Today, predators are probably still picking off darker lizards, but the lizards themselves have changed their way of looking for a suitable mate. Field and experimental studies have shown that White Sands males will display preferentially to the lighter White Sands females when given a choice, thus continuing the selection for lighter animals. Although the Bleached Earless Lizard is considered a subspecies of the general population of Holbrookia maculata, these behavioral changes may indicate that a new species is in the making.
While other reptiles and animals such as pocket mice and crickets all show adaptation to the white sand, perhaps the most astounding group (evolutionarily speaking) are the moths.
Not much was known about the moths of gypsum dunes until 2006 when lepidopterist Eric Metzler was invited to conduct a long-term study at White Sands National Monument. He established a three km-long transect that cut across the four habitat types within the dune field: open dunes with no vegetation, interdunal spaces, the edge of the dunes, and open habitat outside the dune field.
Using light traps, Metzler and his colleagues collected moths at 11 sample sites along the transect. What they found was astounding. Among the thousands of moths collected were 24 undescribed species in 7 families. As you would expect, many of the new moth species are white or very pale in color.
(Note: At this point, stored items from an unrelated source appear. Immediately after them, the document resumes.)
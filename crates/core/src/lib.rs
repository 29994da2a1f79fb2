pub mod batch;
pub mod cache;
pub mod catalog;
pub mod config;
pub mod fetcher;
pub mod normalizer;
pub mod organizer;
pub mod pipeline;
pub mod resolver;
pub mod searcher;
pub mod tagger;
pub mod testing;
pub mod track;

mod tool;

pub use batch::{
    BatchConfig, BatchCoordinator, BatchError, BatchProgress, BatchReport, BatchRequest,
    BatchSummary, ProgressCallback, StopHandle, TrackOutcome,
};
pub use cache::{CacheError, CacheKey, JsonFileCache, LookupCache};
pub use catalog::{Catalog, CatalogError, GenreLookup, SpotifyClient, SpotifyConfig};
pub use config::{load_config, load_config_from_str, validate_config, Config, ConfigError};
pub use fetcher::{AudioFetcher, FetchError, FetcherConfig, YtDlpFetcher};
pub use normalizer::{
    FfmpegNormalizer, LoudnessTarget, NormalizeError, Normalizer, NormalizerConfig,
};
pub use organizer::{OrganizeError, Organizer, OrganizerConfig};
pub use pipeline::{
    PipelineConfig, PipelineResult, PipelineServices, Stage, TimeoutConfig, TrackPipeline,
};
pub use resolver::{ResolveError, SourceResolver};
pub use searcher::{SearchConfig, SearchError, SourceCandidate, SourceSearch, YtDlpSearch};
pub use tagger::{LoftyTagWriter, TagError, TagWriter};
pub use track::{OutputFormat, SortKey, TrackDescriptor, TrackTags};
As Metzler’s study shows, there is still much to be learned in the gypsum dune fields of the Chihuahuan Desert. So the next time you visit White Sands National Monument or venture out into the gypsum dunes at Guadalupe Mountains National Park, take a moment to wander. Watch for movement and holes in the ground. Imagine the life under your feet and admire the resourcefulness of the plants and animals that live here. Perhaps you, too, will discover a new species.